_GOAL OF THE EXERCISE:_ Retype every record that follows, character for character.

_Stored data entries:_
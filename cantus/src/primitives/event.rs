//! The smallest pieces of music a measure holds.
//!
//! The event set is closed: the validator and the diff analyzer rely
//! on exhaustive matches over these four variants, so a new event
//! kind is a breaking change by design of the pipeline, not an
//! extension point.

use std::fmt;
use std::str::FromStr;

use fraction::Fraction;
use serde::{Deserialize, Serialize};

use super::Pitch;

/// Tie marking carried by a note, start or stop of a tied group.
#[derive(
    Debug, Clone, Copy, PartialEq, Eq, Hash, Serialize, Deserialize,
)]
pub enum Tie {
    Start,
    Stop,
}
impl fmt::Display for Tie {
    fn fmt(&self, f: &mut fmt::Formatter<'_>) -> fmt::Result {
        match self {
            Tie::Start => write!(f, "start"),
            Tie::Stop => write!(f, "stop"),
        }
    }
}

#[derive(Debug, Clone, PartialEq, Eq, thiserror::Error)]
#[error("invalid tie value: `{0}`")]
pub struct InvalidTie(pub String);

impl FromStr for Tie {
    type Err = InvalidTie;

    fn from_str(s: &str) -> Result<Self, Self::Err> {
        match s {
            "start" => Ok(Tie::Start),
            "stop" => Ok(Tie::Stop),
            _ => Err(InvalidTie(s.to_string())),
        }
    }
}

/// A sounding note: pitched, with onset and duration in whole notes.
#[derive(Debug, Clone, PartialEq)]
pub struct Note {
    pub onset: Fraction,
    pub duration: Fraction,
    pub pitch: Pitch,
    pub tie: Option<Tie>,
}
impl Note {
    pub fn new(onset: Fraction, duration: Fraction, pitch: Pitch) -> Self {
        Self {
            onset,
            duration,
            pitch,
            tie: None,
        }
    }
    pub fn tied(mut self, tie: Tie) -> Self {
        self.tie = Some(tie);
        self
    }
}

/// Silence occupying time in the voice.
#[derive(Debug, Clone, PartialEq)]
pub struct Rest {
    pub onset: Fraction,
    pub duration: Fraction,
}
impl Rest {
    pub fn new(onset: Fraction, duration: Fraction) -> Self {
        Self { onset, duration }
    }
}

/// A chord symbol at an onset. Harmony events are the only legal
/// channel for expressing harmonic change in a transformation.
#[derive(Debug, Clone, PartialEq)]
pub struct Harmony {
    pub onset: Fraction,
    pub symbol: String,
    /// Optional key context, e.g. "E minor".
    pub key: Option<String>,
}
impl Harmony {
    pub fn new(onset: Fraction, symbol: impl Into<String>) -> Self {
        Self {
            onset,
            symbol: symbol.into(),
            key: None,
        }
    }
    pub fn in_key(mut self, key: impl Into<String>) -> Self {
        self.key = Some(key.into());
        self
    }
}

/// A syllable of text aligned to an onset.
#[derive(Debug, Clone, PartialEq)]
pub struct Lyric {
    pub onset: Fraction,
    pub text: String,
}
impl Lyric {
    pub fn new(onset: Fraction, text: impl Into<String>) -> Self {
        Self {
            onset,
            text: text.into(),
        }
    }
}

/// Tagged event variant held by a measure.
#[derive(Debug, Clone, PartialEq)]
pub enum Event {
    Note(Note),
    Rest(Rest),
    Harmony(Harmony),
    Lyric(Lyric),
}
impl Event {
    pub fn onset(&self) -> Fraction {
        match self {
            Event::Note(note) => note.onset,
            Event::Rest(rest) => rest.onset,
            Event::Harmony(harmony) => harmony.onset,
            Event::Lyric(lyric) => lyric.onset,
        }
    }

    /// Duration for the timed kinds (Note, Rest). Harmony and Lyric
    /// are instantaneous annotations and take no time in the voice.
    pub fn duration(&self) -> Option<Fraction> {
        match self {
            Event::Note(note) => Some(note.duration),
            Event::Rest(rest) => Some(rest.duration),
            Event::Harmony(_) | Event::Lyric(_) => None,
        }
    }

    /// End of the occupied span, for timed kinds.
    pub fn end(&self) -> Option<Fraction> {
        self.duration().map(|duration| self.onset() + duration)
    }

    pub fn is_timed(&self) -> bool {
        matches!(self, Event::Note(_) | Event::Rest(_))
    }

    /// TLR type tag of the variant.
    pub fn type_name(&self) -> &'static str {
        match self {
            Event::Note(_) => "NOTE",
            Event::Rest(_) => "REST",
            Event::Harmony(_) => "HARMONY",
            Event::Lyric(_) => "LYRIC",
        }
    }
}

#[cfg(test)]
mod tests {
    use super::*;
    use crate::primitives::{Accidental, Step};

    #[test]
    fn spans() {
        let note = Event::Note(Note::new(
            Fraction::new(1u64, 4u64),
            Fraction::new(1u64, 8u64),
            Pitch::new(Step::C, Accidental::Natural, 4),
        ));
        assert_eq!(note.end(), Some(Fraction::new(3u64, 8u64)));
        assert!(note.is_timed());

        let harmony = Event::Harmony(Harmony::new(
            Fraction::new(0u64, 1u64),
            "Am",
        ));
        assert_eq!(harmony.duration(), None);
        assert!(!harmony.is_timed());
        assert_eq!(harmony.type_name(), "HARMONY");
    }
}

_RESULT:_
filename cantus/src/primitives/event.rs
//! The smallest pieces of music a measure holds.
//!
//! The event set is closed: the validator and the diff analyzer rely
//! on exhaustive matches over these four variants, so a new event
//! kind is a breaking change by design of the pipeline, not an
//! extension point.

use std::fmt;
use std::str::FromStr;

use fraction::Fraction;
use serde::{Deserialize, Serialize};

use super::Pitch;

/// Tie marking carried by a note, start or stop of a tied group.
#[derive(
    Debug, Clone, Copy, PartialEq, Eq, Hash, Serialize, Deserialize,
)]
pub enum Tie {
    Start,
    Stop,
}
impl fmt::Display for Tie {
    fn fmt(&self, f: &mut fmt::Formatter<'_>) -> fmt::Result {
        match self {
            Tie::Start => write!(f, "start"),
            Tie::Stop => write!(f, "stop"),
        }
    }
}

#[derive(Debug, Clone, PartialEq, Eq, thiserror::Error)]
#[error("invalid tie value: `{0}`")]
pub struct InvalidTie(pub String);

impl FromStr for Tie {
    type Err = InvalidTie;

    fn from_str(s: &str) -> Result<Self, Self::Err> {
        match s {
            "start" => Ok(Tie::Start),
            "stop" => Ok(Tie::Stop),
            _ => Err(InvalidTie(s.to_string())),
        }
    }
}

/// A sounding note: pitched, with onset and duration in whole notes.
#[derive(Debug, Clone, PartialEq)]
pub struct Note {
    pub onset: Fraction,
    pub duration: Fraction,
    pub pitch: Pitch,
    pub tie: Option<Tie>,
}
impl Note {
    pub fn new(onset: Fraction, duration: Fraction, pitch: Pitch) -> Self {
        Self {
            onset,
            duration,
            pitch,
            tie: None,
        }
    }
    pub fn tied(mut self, tie: Tie) -> Self {
        self.tie = Some(tie);
        self
    }
}

/// Silence occupying time in the voice.
#[derive(Debug, Clone, PartialEq)]
pub struct Rest {
    pub onset: Fraction,
    pub duration: Fraction,
}
impl Rest {
    pub fn new(onset: Fraction, duration: Fraction) -> Self {
        Self { onset, duration }
    }
}

/// A chord symbol at an onset. Harmony events are the only legal
/// channel for expressing harmonic change in a transformation.
#[derive(Debug, Clone, PartialEq)]
pub struct Harmony {
    pub onset: Fraction,
    pub symbol: String,
    /// Optional key context, e.g. "E minor".
    pub key: Option<String>,
}
impl Harmony {
    pub fn new(onset: Fraction, symbol: impl Into<String>) -> Self {
        Self {
            onset,
            symbol: symbol.into(),
            key: None,
        }
    }
    pub fn in_key(mut self, key: impl Into<String>) -> Self {
        self.key = Some(key.into());
        self
    }
}

/// A syllable of text aligned to an onset.
#[derive(Debug, Clone, PartialEq)]
pub struct Lyric {
    pub onset: Fraction,
    pub text: String,
}
impl Lyric {
    pub fn new(onset: Fraction, text: impl Into<String>) -> Self {
        Self {
            onset,
            text: text.into(),
        }
    }
}

/// Tagged event variant held by a measure.
#[derive(Debug, Clone, PartialEq)]
pub enum Event {
    Note(Note),
    Rest(Rest),
    Harmony(Harmony),
    Lyric(Lyric),
}
impl Event {
    pub fn onset(&self) -> Fraction {
        match self {
            Event::Note(note) => note.onset,
            Event::Rest(rest) => rest.onset,
            Event::Harmony(harmony) => harmony.onset,
            Event::Lyric(lyric) => lyric.onset,
        }
    }

    /// Duration for the timed kinds (Note, Rest). Harmony and Lyric
    /// are instantaneous annotations and take no time in the voice.
    pub fn duration(&self) -> Option<Fraction> {
        match self {
            Event::Note(note) => Some(note.duration),
            Event::Rest(rest) => Some(rest.duration),
            Event::Harmony(_) | Event::Lyric(_) => None,
        }
    }

    /// End of the occupied span, for timed kinds.
    pub fn end(&self) -> Option<Fraction> {
        self.duration().map(|duration| self.onset() + duration)
    }

    pub fn is_timed(&self) -> bool {
        matches!(self, Event::Note(_) | Event::Rest(_))
    }

    /// TLR type tag of the variant.
    pub fn type_name(&self) -> &'static str {
        match self {
            Event::Note(_) => "NOTE",
            Event::Rest(_) => "REST",
            Event::Harmony(_) => "HARMONY",
            Event::Lyric(_) => "LYRIC",
        }
    }
}

#[cfg(test)]
mod tests {
    use super::*;
    use crate::primitives::{Accidental, Step};

    #[test]
    fn spans() {
        let note = Event::Note(Note::new(
            Fraction::new(1u64, 4u64),
            Fraction::new(1u64, 8u64),
            Pitch::new(Step::C, Accidental::Natural, 4),
        ));
        assert_eq!(note.end(), Some(Fraction::new(3u64, 8u64)));
        assert!(note.is_timed());

        let harmony = Event::Harmony(Harmony::new(
            Fraction::new(0u64, 1u64),
            "Am",
        ));
        assert_eq!(harmony.duration(), None);
        assert!(!harmony.is_timed());
        assert_eq!(harmony.type_name(), "HARMONY");
    }
}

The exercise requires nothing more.